Wednesday, May 5, 2010

HR in the News: Times Square car bomb criminal charged with "attempting to use a WMD"

This article from the Guardian casually states that Faisal Shahzad, the man who confessed to constructing the bomb in a 1993 Nissan Pathfinder in the middle of Times Square, was “charged yesterday with terrorism and attempting to use a weapon of mass destruction.” I have no problem with the United States government charging Shahzad with terrorism, attempted murder, attempted MASS murder, anything you want to call his attempt at the killing of a large number of Americans in the middle of New York on Saturday. However, am I the only person to have found the charge of “attempting to use a weapon of mass destruction to be shocking, if not problematic?

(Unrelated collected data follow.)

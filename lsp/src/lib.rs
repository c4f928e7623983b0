//! Protocol engine for language servers.
//!
//! Reads `Content-Length` framed JSON-RPC from any async stream, enforces the
//! `initialize`/`shutdown`/`exit` lifecycle, keeps open documents in sync and
//! answers semantic token requests with minimal deltas. Feature requests are
//! routed to handlers registered on a [`ServerBuilder`].

pub mod cancel;
pub mod client;
pub mod codec;
pub mod documents;
pub mod handler;
pub mod pending;
pub mod progress;
pub mod semantic_tokens;
pub mod server;
pub mod session;

pub use cancel::CancellationToken;
pub use client::{CallError, ClientHandle, WorkDoneProgressHandle};
pub use codec::{DecodeError, FrameReader, FrameWriter};
pub use documents::{DocumentStore, Lines, SyncError, TextDocument};
pub use handler::{Context, RequestContext, parse_params};
pub use semantic_tokens::{SemanticToken, SemanticTokensProvider};
pub use server::{Server, ServerBuilder, ServerOptions};
pub use session::{ExitStatus, Negotiated};
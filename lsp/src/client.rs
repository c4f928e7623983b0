//! Outbound side of the connection: everything the server sends unprompted.

use std::sync::Arc;
use std::sync::atomic::{AtomicU64, Ordering};
use std::time::Duration;

use parley_types::lifecycle::{
    CancelParams, Diagnostic, LogMessageParams, LogTraceParams, MessageType, PublishDiagnosticsParams,
    Registration, RegistrationParams, ShowMessageParams, Unregistration, UnregistrationParams,
};
use parley_types::progress::{
    ProgressParams, WorkDoneProgress, WorkDoneProgressBegin, WorkDoneProgressCreateParams,
    WorkDoneProgressEnd, WorkDoneProgressReport,
};
use parley_types::{
    Message, Notification, ProgressToken, Request, RequestId, ResponseError, TraceValue, methods,
};
use serde::Serialize;
use serde_json::Value;
use thiserror::Error;
use tokio::sync::{Mutex, mpsc, watch};

use crate::pending::PendingCalls;
use crate::progress::{ProgressError, ProgressTracker};

pub(crate) const WRITER_CHANNEL_CAPACITY: usize = 64;

#[derive(Debug)]
pub(crate) enum WriterCommand {
    Send(Message),
    Shutdown,
}

#[derive(Debug, Error)]
pub enum CallError {
    #[error("client answered {method} with an error: {error}")]
    Response {
        method: String,
        error: ResponseError,
    },
    #[error("{method} abandoned: connection closed before a response")]
    Abandoned { method: String },
    #[error("{method} timed out after {timeout:?}")]
    TimedOut { method: String, timeout: Duration },
    #[error("connection writer is closed")]
    Disconnected,
    #[error("failed to serialize params: {0}")]
    Serialize(#[from] serde_json::Error),
    #[error(transparent)]
    Progress(#[from] ProgressError),
}

/// Cloneable handle for talking to the client.
///
/// Handlers receive one through their context; it stays valid for the life
/// of the connection and fails with [`CallError::Disconnected`] after.
#[derive(Clone)]
pub struct ClientHandle {
    writer_tx: mpsc::Sender<WriterCommand>,
    pending: Arc<Mutex<PendingCalls>>,
    progress: Arc<Mutex<ProgressTracker>>,
    trace: watch::Receiver<TraceValue>,
    next_progress_token: Arc<AtomicU64>,
    request_timeout: Duration,
}

impl std::fmt::Debug for ClientHandle {
    fn fmt(&self, f: &mut std::fmt::Formatter<'_>) -> std::fmt::Result {
        f.debug_struct("ClientHandle")
            .field("trace", &*self.trace.borrow())
            .field("request_timeout", &self.request_timeout)
            .finish_non_exhaustive()
    }
}

fn to_params<P: Serialize>(params: P) -> Result<Option<Value>, CallError> {
    match serde_json::to_value(params)? {
        Value::Null => Ok(None),
        value => Ok(Some(value)),
    }
}

impl ClientHandle {
    pub(crate) fn new(
        writer_tx: mpsc::Sender<WriterCommand>,
        pending: Arc<Mutex<PendingCalls>>,
        trace: watch::Receiver<TraceValue>,
        request_timeout: Duration,
    ) -> Self {
        Self {
            writer_tx,
            pending,
            progress: Arc::new(Mutex::new(ProgressTracker::new())),
            trace,
            next_progress_token: Arc::new(AtomicU64::new(1)),
            request_timeout,
        }
    }

    pub(crate) async fn send(&self, message: Message) -> Result<(), CallError> {
        self.writer_tx
            .send(WriterCommand::Send(message))
            .await
            .map_err(|_| CallError::Disconnected)
    }

    /// Current trace level as last set by the client.
    #[must_use]
    pub fn trace(&self) -> TraceValue {
        *self.trace.borrow()
    }

    /// Send a request and wait for the client's answer.
    ///
    /// On timeout, or when the returned future is dropped first, the request
    /// is cancelled with `$/cancelRequest` and its pending entry dropped; a
    /// late response is then logged and ignored.
    pub async fn send_request<P: Serialize>(
        &self,
        method: &str,
        params: P,
    ) -> Result<Value, CallError> {
        let params = to_params(params)?;
        let (id, rx) = self.pending.lock().await.issue(method);
        let mut guard = CallGuard {
            client: self,
            id: Some(id.clone()),
        };
        tracing::debug!(id = %id, method, "sending request to client");

        if let Err(e) = self.send(Request::new(id.clone(), method, params).into()).await {
            guard.disarm();
            self.pending.lock().await.remove(&id);
            return Err(e);
        }

        let outcome = tokio::time::timeout(self.request_timeout, rx).await;
        guard.disarm();
        match outcome {
            Ok(Ok(Ok(value))) => Ok(value),
            Ok(Ok(Err(error))) => Err(CallError::Response {
                method: method.to_string(),
                error,
            }),
            Ok(Err(_)) => Err(CallError::Abandoned {
                method: method.to_string(),
            }),
            Err(_) => {
                tracing::warn!(id = %id, method, "client request timed out");
                self.cancel_call(&id).await;
                Err(CallError::TimedOut {
                    method: method.to_string(),
                    timeout: self.request_timeout,
                })
            }
        }
    }

    /// Forget a pending outbound request and tell the client to stop on it.
    async fn cancel_call(&self, id: &RequestId) {
        let Some(method) = self.pending.lock().await.cancel(id) else {
            return;
        };
        tracing::debug!(id = %id, method = %method, "cancelling client request");
        let params = CancelParams { id: id.clone() };
        if let Err(e) = self
            .send_notification(methods::CANCEL_REQUEST, params)
            .await
        {
            tracing::debug!(error = %e, "could not send $/cancelRequest");
        }
    }

    pub async fn send_notification<P: Serialize>(
        &self,
        method: &str,
        params: P,
    ) -> Result<(), CallError> {
        let params = to_params(params)?;
        self.send(Notification::new(method, params).into()).await
    }

    pub async fn log_message(
        &self,
        typ: MessageType,
        message: impl Into<String>,
    ) -> Result<(), CallError> {
        let params = LogMessageParams {
            typ,
            message: message.into(),
        };
        self.send_notification(methods::LOG_MESSAGE, params).await
    }

    pub async fn show_message(
        &self,
        typ: MessageType,
        message: impl Into<String>,
    ) -> Result<(), CallError> {
        let params = ShowMessageParams {
            typ,
            message: message.into(),
        };
        self.send_notification(methods::SHOW_MESSAGE, params).await
    }

    pub async fn publish_diagnostics(
        &self,
        uri: impl Into<String>,
        version: Option<i32>,
        diagnostics: Vec<Diagnostic>,
    ) -> Result<(), CallError> {
        let params = PublishDiagnosticsParams {
            uri: uri.into(),
            version,
            diagnostics,
        };
        self.send_notification(methods::PUBLISH_DIAGNOSTICS, params)
            .await
    }

    pub async fn register_capability(
        &self,
        registrations: Vec<Registration>,
    ) -> Result<(), CallError> {
        self.send_request(
            methods::REGISTER_CAPABILITY,
            RegistrationParams { registrations },
        )
        .await
        .map(drop)
    }

    pub async fn unregister_capability(
        &self,
        unregistrations: Vec<Unregistration>,
    ) -> Result<(), CallError> {
        self.send_request(
            methods::UNREGISTER_CAPABILITY,
            UnregistrationParams { unregistrations },
        )
        .await
        .map(drop)
    }

    /// `$/logTrace`, sent only when the client enabled tracing.
    ///
    /// `verbose` is evaluated and attached only at `verbose` level.
    pub async fn log_trace(
        &self,
        message: impl Into<String>,
        verbose: impl FnOnce() -> String,
    ) -> Result<(), CallError> {
        let level = self.trace();
        if level == TraceValue::Off {
            return Ok(());
        }
        let params = LogTraceParams {
            message: message.into(),
            verbose: (level == TraceValue::Verbose).then(verbose),
        };
        self.send_notification(methods::LOG_TRACE, params).await
    }

    /// Ask the client for a progress token, then begin reporting on it.
    pub async fn create_work_done_progress(
        &self,
        begin: WorkDoneProgressBegin,
    ) -> Result<WorkDoneProgressHandle, CallError> {
        let n = self.next_progress_token.fetch_add(1, Ordering::Relaxed);
        let token = ProgressToken::String(format!("parley/{n}"));
        self.progress.lock().await.create(token.clone())?;

        let params = WorkDoneProgressCreateParams {
            token: token.clone(),
        };
        if let Err(e) = self
            .send_request(methods::WORK_DONE_PROGRESS_CREATE, params)
            .await
        {
            self.progress.lock().await.discard(&token);
            return Err(e);
        }
        self.work_done_progress(token, begin).await
    }

    /// Begin reporting on a token the client supplied as `workDoneToken`.
    pub async fn work_done_progress(
        &self,
        token: ProgressToken,
        begin: WorkDoneProgressBegin,
    ) -> Result<WorkDoneProgressHandle, CallError> {
        self.progress_notification(&token, WorkDoneProgress::Begin(begin))
            .await?;
        Ok(WorkDoneProgressHandle {
            client: self.clone(),
            token,
        })
    }

    async fn progress_notification(
        &self,
        token: &ProgressToken,
        value: WorkDoneProgress,
    ) -> Result<(), CallError> {
        self.progress.lock().await.advance(token, &value)?;
        let params = ProgressParams {
            token: token.clone(),
            value: serde_json::to_value(&value)?,
        };
        self.send_notification(methods::PROGRESS, params).await
    }
}

/// Cancels an outbound call whose future is dropped while still waiting.
struct CallGuard<'a> {
    client: &'a ClientHandle,
    id: Option<RequestId>,
}

impl CallGuard<'_> {
    fn disarm(&mut self) {
        self.id = None;
    }
}

impl Drop for CallGuard<'_> {
    fn drop(&mut self) {
        let Some(id) = self.id.take() else {
            return;
        };
        let client = self.client.clone();
        match tokio::runtime::Handle::try_current() {
            Ok(runtime) => {
                runtime.spawn(async move { client.cancel_call(&id).await });
            }
            Err(_) => tracing::debug!(id = %id, "no runtime to cancel dropped request"),
        }
    }
}

/// A begun work-done progress stream. `end` consumes it.
#[derive(Debug)]
pub struct WorkDoneProgressHandle {
    client: ClientHandle,
    token: ProgressToken,
}

impl WorkDoneProgressHandle {
    #[must_use]
    pub fn token(&self) -> &ProgressToken {
        &self.token
    }

    pub async fn report(
        &self,
        message: Option<String>,
        percentage: Option<u32>,
    ) -> Result<(), CallError> {
        let report = WorkDoneProgressReport {
            cancellable: None,
            message,
            percentage: percentage.map(|p| p.min(100)),
        };
        self.client
            .progress_notification(&self.token, WorkDoneProgress::Report(report))
            .await
    }

    pub async fn end(self, message: Option<String>) -> Result<(), CallError> {
        self.client
            .progress_notification(
                &self.token,
                WorkDoneProgress::End(WorkDoneProgressEnd { message }),
            )
            .await
    }
}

I feel as though this story is an example of the United States again giving other nations, particularly our enemies, something to hold against the United States. This is because the bomb inside the car, according to experts, could have only produced a very small explosion, potentially only killing the nearest passersby. If every explosive of this same size or potential killing capacity is now considered a WMD, it seems as though the United States has been supplying WMDs to countries all over the world for many years.

I am still hopeful that this charge is erroneous, not because I want Shahzad to have a lesser sentence, but because I do not want other countries to begin exploiting the “new” definition of WMDs as related to this case.